_DATASET EXTRACT:_
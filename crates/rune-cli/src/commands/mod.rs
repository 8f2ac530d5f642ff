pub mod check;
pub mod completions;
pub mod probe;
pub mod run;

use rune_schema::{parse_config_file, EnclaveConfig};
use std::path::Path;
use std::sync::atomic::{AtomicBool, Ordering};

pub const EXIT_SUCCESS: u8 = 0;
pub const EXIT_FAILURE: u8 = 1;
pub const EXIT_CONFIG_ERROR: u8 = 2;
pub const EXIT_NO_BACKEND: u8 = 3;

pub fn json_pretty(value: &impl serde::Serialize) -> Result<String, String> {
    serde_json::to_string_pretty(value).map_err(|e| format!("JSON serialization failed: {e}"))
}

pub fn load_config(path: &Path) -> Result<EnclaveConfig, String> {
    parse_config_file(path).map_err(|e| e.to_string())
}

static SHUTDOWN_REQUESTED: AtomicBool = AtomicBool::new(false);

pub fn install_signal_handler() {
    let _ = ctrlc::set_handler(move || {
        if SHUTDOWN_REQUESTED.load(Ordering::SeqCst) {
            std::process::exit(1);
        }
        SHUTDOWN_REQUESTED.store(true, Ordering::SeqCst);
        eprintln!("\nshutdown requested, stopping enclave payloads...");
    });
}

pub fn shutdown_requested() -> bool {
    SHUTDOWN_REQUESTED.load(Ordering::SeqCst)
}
...
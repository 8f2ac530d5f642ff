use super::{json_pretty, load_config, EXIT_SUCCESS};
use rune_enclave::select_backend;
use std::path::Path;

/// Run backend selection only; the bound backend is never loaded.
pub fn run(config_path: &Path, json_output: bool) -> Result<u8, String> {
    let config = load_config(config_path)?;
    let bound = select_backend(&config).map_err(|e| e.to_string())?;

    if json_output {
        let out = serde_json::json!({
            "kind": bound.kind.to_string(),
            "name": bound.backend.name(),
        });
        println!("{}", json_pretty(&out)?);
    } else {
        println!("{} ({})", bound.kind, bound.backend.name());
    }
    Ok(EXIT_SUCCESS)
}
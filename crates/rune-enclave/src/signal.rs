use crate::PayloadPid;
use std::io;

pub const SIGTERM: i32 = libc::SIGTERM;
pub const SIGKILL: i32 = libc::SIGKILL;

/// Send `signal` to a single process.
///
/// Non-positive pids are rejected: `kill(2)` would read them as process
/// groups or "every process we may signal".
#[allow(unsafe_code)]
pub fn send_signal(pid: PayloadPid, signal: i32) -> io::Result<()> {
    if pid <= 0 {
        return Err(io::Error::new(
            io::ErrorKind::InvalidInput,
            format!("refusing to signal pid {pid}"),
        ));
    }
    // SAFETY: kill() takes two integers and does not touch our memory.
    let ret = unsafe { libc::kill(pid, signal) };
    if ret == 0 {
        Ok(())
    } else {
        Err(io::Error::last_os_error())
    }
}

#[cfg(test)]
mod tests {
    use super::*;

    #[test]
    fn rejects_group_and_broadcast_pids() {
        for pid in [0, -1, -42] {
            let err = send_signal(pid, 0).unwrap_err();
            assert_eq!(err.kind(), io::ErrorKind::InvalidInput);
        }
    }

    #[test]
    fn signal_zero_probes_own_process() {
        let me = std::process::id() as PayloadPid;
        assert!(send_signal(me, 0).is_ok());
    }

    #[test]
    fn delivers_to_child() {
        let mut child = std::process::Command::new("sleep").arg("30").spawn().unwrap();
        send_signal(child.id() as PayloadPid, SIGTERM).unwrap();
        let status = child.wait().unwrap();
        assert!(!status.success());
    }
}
* * *
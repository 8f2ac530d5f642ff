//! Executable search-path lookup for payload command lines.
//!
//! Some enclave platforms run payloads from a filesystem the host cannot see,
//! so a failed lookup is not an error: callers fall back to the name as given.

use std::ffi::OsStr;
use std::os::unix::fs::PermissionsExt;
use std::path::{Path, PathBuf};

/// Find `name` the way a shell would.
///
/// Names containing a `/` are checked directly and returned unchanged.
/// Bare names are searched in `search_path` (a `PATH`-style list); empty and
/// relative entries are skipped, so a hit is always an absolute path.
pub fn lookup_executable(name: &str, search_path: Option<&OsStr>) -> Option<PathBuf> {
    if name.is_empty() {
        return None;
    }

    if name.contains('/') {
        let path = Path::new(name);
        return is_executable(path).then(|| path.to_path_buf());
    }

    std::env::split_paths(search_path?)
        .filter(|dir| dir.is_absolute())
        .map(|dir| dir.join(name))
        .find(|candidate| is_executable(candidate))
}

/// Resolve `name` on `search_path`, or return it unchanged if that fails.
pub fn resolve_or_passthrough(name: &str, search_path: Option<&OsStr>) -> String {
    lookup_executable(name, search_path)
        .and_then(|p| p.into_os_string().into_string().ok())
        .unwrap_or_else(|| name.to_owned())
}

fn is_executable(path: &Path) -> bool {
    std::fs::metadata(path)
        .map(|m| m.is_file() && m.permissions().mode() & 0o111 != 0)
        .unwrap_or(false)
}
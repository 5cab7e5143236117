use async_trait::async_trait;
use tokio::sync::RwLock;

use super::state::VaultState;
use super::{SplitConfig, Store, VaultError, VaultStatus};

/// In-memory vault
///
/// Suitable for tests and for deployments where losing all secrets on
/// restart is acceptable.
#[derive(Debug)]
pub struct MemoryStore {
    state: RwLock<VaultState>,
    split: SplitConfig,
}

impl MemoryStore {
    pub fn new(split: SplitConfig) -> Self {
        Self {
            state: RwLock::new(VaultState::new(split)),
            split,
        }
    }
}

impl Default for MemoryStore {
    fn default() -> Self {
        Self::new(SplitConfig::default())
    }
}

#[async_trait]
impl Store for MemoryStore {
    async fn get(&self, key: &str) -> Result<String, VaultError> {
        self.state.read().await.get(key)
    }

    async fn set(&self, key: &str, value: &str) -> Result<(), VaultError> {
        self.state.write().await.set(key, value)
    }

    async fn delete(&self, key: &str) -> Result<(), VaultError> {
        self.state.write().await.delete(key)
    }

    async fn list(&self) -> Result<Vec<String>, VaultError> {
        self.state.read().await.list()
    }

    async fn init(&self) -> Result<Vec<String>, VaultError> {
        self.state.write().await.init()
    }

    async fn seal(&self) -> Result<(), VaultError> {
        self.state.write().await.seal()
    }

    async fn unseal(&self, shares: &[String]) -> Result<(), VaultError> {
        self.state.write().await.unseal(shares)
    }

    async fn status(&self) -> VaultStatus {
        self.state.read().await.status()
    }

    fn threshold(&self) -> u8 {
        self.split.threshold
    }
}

_PROBLEM:_ Every line that holds the word "super" should be copied from the records above.

_WRITTEN RESPONSE:_
use super::{json_pretty, load_config, EXIT_SUCCESS};
    use super::*;
use super::state::VaultState;
use super::{SplitConfig, Store, VaultError, VaultStatus};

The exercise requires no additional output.